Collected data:
-------
// src/lib.rs

pub mod common;
pub mod config;
pub mod db;
pub mod docs;
pub mod handlers;
pub mod middleware;
pub mod models;
pub mod router;
pub mod services;
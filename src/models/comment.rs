// src/models/comment.rs

use chrono::{DateTime, Utc};
use serde::{Deserialize, Serialize};
use sqlx::FromRow;
use utoipa::{IntoParams, ToSchema};
use validator::Validate;

// Quem escreveu o comentário. No banco vira um user_id, com o gerente
// representado pelo ID reservado da configuração (MANAGER_USER_ID).
#[derive(Debug, Clone, Copy, PartialEq, Eq)]
pub enum Author {
    User(i64),
    Manager,
}

impl Author {
    pub fn from_user_id(user_id: i64, manager_user_id: i64) -> Self {
        if user_id == manager_user_id {
            Author::Manager
        } else {
            Author::User(user_id)
        }
    }

    pub fn user_id(self, manager_user_id: i64) -> i64 {
        match self {
            Author::User(id) => id,
            Author::Manager => manager_user_id,
        }
    }

    pub fn is_manager(self) -> bool {
        matches!(self, Author::Manager)
    }
}

#[derive(Debug, Clone, PartialEq, FromRow)]
pub struct Comment {
    pub id: i64,
    pub lead_id: i64,
    pub user_id: i64,
    pub text: String,
    pub created_at: DateTime<Utc>,
}

// Comentário a gravar. `id = None` deixa o banco gerar o ID.
#[derive(Debug, Clone, PartialEq)]
pub struct NewComment {
    pub id: Option<i64>,
    pub lead_id: i64,
    pub user_id: i64,
    pub text: String,
}

#[derive(Debug, Clone, Serialize, ToSchema)]
pub struct CommentDto {
    pub id: i64,
    pub is_manager: bool,
    pub text: String,
    pub created_at: DateTime<Utc>,
}

impl CommentDto {
    pub fn from_comment(comment: Comment, manager_user_id: i64) -> Self {
        let author = Author::from_user_id(comment.user_id, manager_user_id);
        Self {
            id: comment.id,
            is_manager: author.is_manager(),
            text: comment.text,
            created_at: comment.created_at,
        }
    }
}

#[derive(Debug, Deserialize, Validate, ToSchema)]
pub struct AddCommentPayload {
    #[schema(example = 1001)]
    pub lead_id: i64,

    #[validate(length(min = 1, message = "required"))]
    #[schema(example = "Cliente pediu retorno à tarde")]
    pub comment: String,
}

#[derive(Debug, Deserialize, IntoParams)]
#[into_params(parameter_in = Query)]
pub struct LeadCommentsQuery {
    pub lead_id: i64,
}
-------
* **WHAT YOU ARE ASKED TO DO**:
Match on "banco" and copy out every line of the entries that contains it.

* **SOLUTION FOR THIS TASK**:
// Quem escreveu o comentário. No banco vira um user_id, com o gerente
// Comentário a gravar. `id = None` deixa o banco gerar o ID.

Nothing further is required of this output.